Down to the last character, repeat the data that follows.

===== TASK INPUTS

//! Stand allocation for fairs
//!
//! Keeps the stand inventory of a fair equal to its target capacity. Stand codes
//! are derived from their position (`A01`..`A10`, `B01`..), so after every
//! reconciliation the codes of a fair are exactly positions `0..capacity`.
//! Growth appends at the tail; shrinking only ever removes the tail and is
//! refused outright if any removed stand is occupied.
//!
//! All storage goes through a [`StandStore`], an explicit unit of work supplied
//! by the caller. The Postgres implementation wraps a single transaction, so a
//! failed call leaves nothing behind once the caller drops the transaction.

use chrono::Utc;
use std::future::Future;
use std::ops::Range;
use thiserror::Error;
use tracing::{info, warn};
use uuid::Uuid;

use crate::models::stand::Stand;

/// Errors raised by the allocator
#[derive(Error, Debug)]
pub enum AllocatorError {
    /// The fair does not exist
    #[error("Fair {0} not found")]
    NotFound(Uuid),

    /// Shrinking would delete occupied stands
    #[error("Cannot reduce capacity: stands {} are occupied", .codes.join(", "))]
    Conflict { codes: Vec<String> },

    /// Storage failure
    #[error("Stand storage error: {0}")]
    Store(#[from] sqlx::Error),
}

/// Unit of work the allocator reads and writes stands through
pub trait StandStore {
    /// Lock the fair row for the rest of the unit of work; `false` if it does not exist
    fn lock_fair(
        &mut self,
        fair_id: Uuid,
    ) -> impl Future<Output = Result<bool, sqlx::Error>> + Send;

    /// Stands of one fair, ordered by code ascending
    fn stands_by_fair(
        &mut self,
        fair_id: Uuid,
    ) -> impl Future<Output = Result<Vec<Stand>, sqlx::Error>> + Send;

    /// Every stand, ordered by fair id then code
    fn all_stands(&mut self) -> impl Future<Output = Result<Vec<Stand>, sqlx::Error>> + Send;

    /// Insert unoccupied stands with the given codes as one batch
    fn insert_stands(
        &mut self,
        fair_id: Uuid,
        codes: &[String],
        assigned_date: chrono::DateTime<Utc>,
    ) -> impl Future<Output = Result<(), sqlx::Error>> + Send;

    /// Delete stands by id as one batch, returning the number removed
    fn delete_stands(
        &mut self,
        ids: &[Uuid],
    ) -> impl Future<Output = Result<u64, sqlx::Error>> + Send;
}

/// Stand code for a zero-based position
///
/// `0 -> A01`, `9 -> A10`, `10 -> B01`, `23 -> C04`. Positions whose letter
/// would not be a valid `char` use U+FFFD instead.
pub fn code_for_position(position: u32) -> String {
    let letter = char::from_u32(u32::from(b'A') + position / 10)
        .unwrap_or(char::REPLACEMENT_CHARACTER);
    format!("{}{:02}", letter, position % 10 + 1)
}

fn codes_for_positions(positions: Range<u32>) -> Vec<String> {
    positions.map(code_for_position).collect()
}

/// Change needed to bring a stand inventory to a target capacity
#[derive(Debug, Clone, PartialEq, Eq)]
pub enum Adjustment {
    Unchanged,
    /// Create stands for these positions
    Grow(Range<u32>),
    /// Delete these stands (the tail of the inventory)
    Shrink(Vec<Stand>),
}

/// Compute the adjustment for `stands` (ordered by code) without touching storage
pub fn plan_adjustment(stands: &[Stand], new_capacity: u32) -> Result<Adjustment, AllocatorError> {
    let current = stands.len() as u32;

    if new_capacity > current {
        return Ok(Adjustment::Grow(current..new_capacity));
    }

    if new_capacity == current {
        return Ok(Adjustment::Unchanged);
    }

    let candidates = &stands[new_capacity as usize..];
    let occupied: Vec<String> = candidates
        .iter()
        .filter(|stand| stand.occupied)
        .map(|stand| stand.code.clone())
        .collect();

    if !occupied.is_empty() {
        return Err(AllocatorError::Conflict { codes: occupied });
    }

    Ok(Adjustment::Shrink(candidates.to_vec()))
}

/// Stand codes created and removed by one allocator call
#[derive(Debug, Clone, Default, PartialEq, Eq)]
pub struct Reconciliation {
    pub created: Vec<String>,
    pub removed: Vec<String>,
}

/// Create the initial `capacity` stands of a freshly created fair
pub async fn create_initial_stands<S: StandStore>(
    store: &mut S,
    fair_id: Uuid,
    capacity: u32,
) -> Result<Reconciliation, AllocatorError> {
    if !store.lock_fair(fair_id).await? {
        return Err(AllocatorError::NotFound(fair_id));
    }

    let codes = codes_for_positions(0..capacity);
    if !codes.is_empty() {
        store.insert_stands(fair_id, &codes, Utc::now()).await?;
    }

    info!("Created {} stands for fair {}", codes.len(), fair_id);

    Ok(Reconciliation {
        created: codes,
        removed: Vec::new(),
    })
}

/// Bring the stand inventory of a fair to `new_capacity`
///
/// Fails with [`AllocatorError::Conflict`] listing every occupied stand that a
/// reduction would remove; in that case nothing is written.
pub async fn adjust_stands_to_capacity<S: StandStore>(
    store: &mut S,
    fair_id: Uuid,
    new_capacity: u32,
) -> Result<Reconciliation, AllocatorError> {
    if !store.lock_fair(fair_id).await? {
        return Err(AllocatorError::NotFound(fair_id));
    }

    let stands = store.stands_by_fair(fair_id).await?;

    let plan = plan_adjustment(&stands, new_capacity).inspect_err(|e| {
        if let AllocatorError::Conflict { .. } = e {
            warn!("Refusing capacity change for fair {}: {}", fair_id, e);
        }
    })?;

    match plan {
        Adjustment::Unchanged => Ok(Reconciliation::default()),
        Adjustment::Grow(positions) => {
            let codes = codes_for_positions(positions);
            store.insert_stands(fair_id, &codes, Utc::now()).await?;
            info!(
                "Fair {} grew from {} to {} stands",
                fair_id,
                stands.len(),
                new_capacity
            );
            Ok(Reconciliation {
                created: codes,
                removed: Vec::new(),
            })
        }
        Adjustment::Shrink(removed) => {
            let ids: Vec<Uuid> = removed.iter().map(|stand| stand.id).collect();
            store.delete_stands(&ids).await?;
            info!(
                "Fair {} shrank from {} to {} stands",
                fair_id,
                stands.len(),
                new_capacity
            );
            Ok(Reconciliation {
                created: Vec::new(),
                removed: removed.into_iter().map(|stand| stand.code).collect(),
            })
        }
    }
}

/// Stands of one fair ordered by code
pub async fn get_stands_by_fair<S: StandStore>(
    store: &mut S,
    fair_id: Uuid,
) -> Result<Vec<Stand>, AllocatorError> {
    Ok(store.stands_by_fair(fair_id).await?)
}

/// Stands of every fair ordered by fair id then code
pub async fn get_all_stands_ordered<S: StandStore>(
    store: &mut S,
) -> Result<Vec<Stand>, AllocatorError> {
    Ok(store.all_stands().await?)
}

==========

EXERCISE OUTPUT
//! Stand allocation for fairs
//!
//! Keeps the stand inventory of a fair equal to its target capacity. Stand codes
//! are derived from their position (`A01`..`A10`, `B01`..), so after every
//! reconciliation the codes of a fair are exactly positions `0..capacity`.
//! Growth appends at the tail; shrinking only ever removes the tail and is
//! refused outright if any removed stand is occupied.
//!
//! All storage goes through a [`StandStore`], an explicit unit of work supplied
//! by the caller. The Postgres implementation wraps a single transaction, so a
//! failed call leaves nothing behind once the caller drops the transaction.

use chrono::Utc;
use std::future::Future;
use std::ops::Range;
use thiserror::Error;
use tracing::{info, warn};
use uuid::Uuid;

use crate::models::stand::Stand;

/// Errors raised by the allocator
#[derive(Error, Debug)]
pub enum AllocatorError {
    /// The fair does not exist
    #[error("Fair {0} not found")]
    NotFound(Uuid),

    /// Shrinking would delete occupied stands
    #[error("Cannot reduce capacity: stands {} are occupied", .codes.join(", "))]
    Conflict { codes: Vec<String> },

    /// Storage failure
    #[error("Stand storage error: {0}")]
    Store(#[from] sqlx::Error),
}

/// Unit of work the allocator reads and writes stands through
pub trait StandStore {
    /// Lock the fair row for the rest of the unit of work; `false` if it does not exist
    fn lock_fair(
        &mut self,
        fair_id: Uuid,
    ) -> impl Future<Output = Result<bool, sqlx::Error>> + Send;

    /// Stands of one fair, ordered by code ascending
    fn stands_by_fair(
        &mut self,
        fair_id: Uuid,
    ) -> impl Future<Output = Result<Vec<Stand>, sqlx::Error>> + Send;

    /// Every stand, ordered by fair id then code
    fn all_stands(&mut self) -> impl Future<Output = Result<Vec<Stand>, sqlx::Error>> + Send;

    /// Insert unoccupied stands with the given codes as one batch
    fn insert_stands(
        &mut self,
        fair_id: Uuid,
        codes: &[String],
        assigned_date: chrono::DateTime<Utc>,
    ) -> impl Future<Output = Result<(), sqlx::Error>> + Send;

    /// Delete stands by id as one batch, returning the number removed
    fn delete_stands(
        &mut self,
        ids: &[Uuid],
    ) -> impl Future<Output = Result<u64, sqlx::Error>> + Send;
}

/// Stand code for a zero-based position
///
/// `0 -> A01`, `9 -> A10`, `10 -> B01`, `23 -> C04`. Positions whose letter
/// would not be a valid `char` use U+FFFD instead.
pub fn code_for_position(position: u32) -> String {
    let letter = char::from_u32(u32::from(b'A') + position / 10)
        .unwrap_or(char::REPLACEMENT_CHARACTER);
    format!("{}{:02}", letter, position % 10 + 1)
}

fn codes_for_positions(positions: Range<u32>) -> Vec<String> {
    positions.map(code_for_position).collect()
}

/// Change needed to bring a stand inventory to a target capacity
#[derive(Debug, Clone, PartialEq, Eq)]
pub enum Adjustment {
    Unchanged,
    /// Create stands for these positions
    Grow(Range<u32>),
    /// Delete these stands (the tail of the inventory)
    Shrink(Vec<Stand>),
}

/// Compute the adjustment for `stands` (ordered by code) without touching storage
pub fn plan_adjustment(stands: &[Stand], new_capacity: u32) -> Result<Adjustment, AllocatorError> {
    let current = stands.len() as u32;

    if new_capacity > current {
        return Ok(Adjustment::Grow(current..new_capacity));
    }

    if new_capacity == current {
        return Ok(Adjustment::Unchanged);
    }

    let candidates = &stands[new_capacity as usize..];
    let occupied: Vec<String> = candidates
        .iter()
        .filter(|stand| stand.occupied)
        .map(|stand| stand.code.clone())
        .collect();

    if !occupied.is_empty() {
        return Err(AllocatorError::Conflict { codes: occupied });
    }

    Ok(Adjustment::Shrink(candidates.to_vec()))
}

/// Stand codes created and removed by one allocator call
#[derive(Debug, Clone, Default, PartialEq, Eq)]
pub struct Reconciliation {
    pub created: Vec<String>,
    pub removed: Vec<String>,
}

/// Create the initial `capacity` stands of a freshly created fair
pub async fn create_initial_stands<S: StandStore>(
    store: &mut S,
    fair_id: Uuid,
    capacity: u32,
) -> Result<Reconciliation, AllocatorError> {
    if !store.lock_fair(fair_id).await? {
        return Err(AllocatorError::NotFound(fair_id));
    }

    let codes = codes_for_positions(0..capacity);
    if !codes.is_empty() {
        store.insert_stands(fair_id, &codes, Utc::now()).await?;
    }

    info!("Created {} stands for fair {}", codes.len(), fair_id);

    Ok(Reconciliation {
        created: codes,
        removed: Vec::new(),
    })
}

/// Bring the stand inventory of a fair to `new_capacity`
///
/// Fails with [`AllocatorError::Conflict`] listing every occupied stand that a
/// reduction would remove; in that case nothing is written.
pub async fn adjust_stands_to_capacity<S: StandStore>(
    store: &mut S,
    fair_id: Uuid,
    new_capacity: u32,
) -> Result<Reconciliation, AllocatorError> {
    if !store.lock_fair(fair_id).await? {
        return Err(AllocatorError::NotFound(fair_id));
    }

    let stands = store.stands_by_fair(fair_id).await?;

    let plan = plan_adjustment(&stands, new_capacity).inspect_err(|e| {
        if let AllocatorError::Conflict { .. } = e {
            warn!("Refusing capacity change for fair {}: {}", fair_id, e);
        }
    })?;

    match plan {
        Adjustment::Unchanged => Ok(Reconciliation::default()),
        Adjustment::Grow(positions) => {
            let codes = codes_for_positions(positions);
            store.insert_stands(fair_id, &codes, Utc::now()).await?;
            info!(
                "Fair {} grew from {} to {} stands",
                fair_id,
                stands.len(),
                new_capacity
            );
            Ok(Reconciliation {
                created: codes,
                removed: Vec::new(),
            })
        }
        Adjustment::Shrink(removed) => {
            let ids: Vec<Uuid> = removed.iter().map(|stand| stand.id).collect();
            store.delete_stands(&ids).await?;
            info!(
                "Fair {} shrank from {} to {} stands",
                fair_id,
                stands.len(),
                new_capacity
            );
            Ok(Reconciliation {
                created: Vec::new(),
                removed: removed.into_iter().map(|stand| stand.code).collect(),
            })
        }
    }
}

/// Stands of one fair ordered by code
pub async fn get_stands_by_fair<S: StandStore>(
    store: &mut S,
    fair_id: Uuid,
) -> Result<Vec<Stand>, AllocatorError> {
    Ok(store.stands_by_fair(fair_id).await?)
}

/// Stands of every fair ordered by fair id then code
pub async fn get_all_stands_ordered<S: StandStore>(
    store: &mut S,
) -> Result<Vec<Stand>, AllocatorError> {
    Ok(store.all_stands().await?)
}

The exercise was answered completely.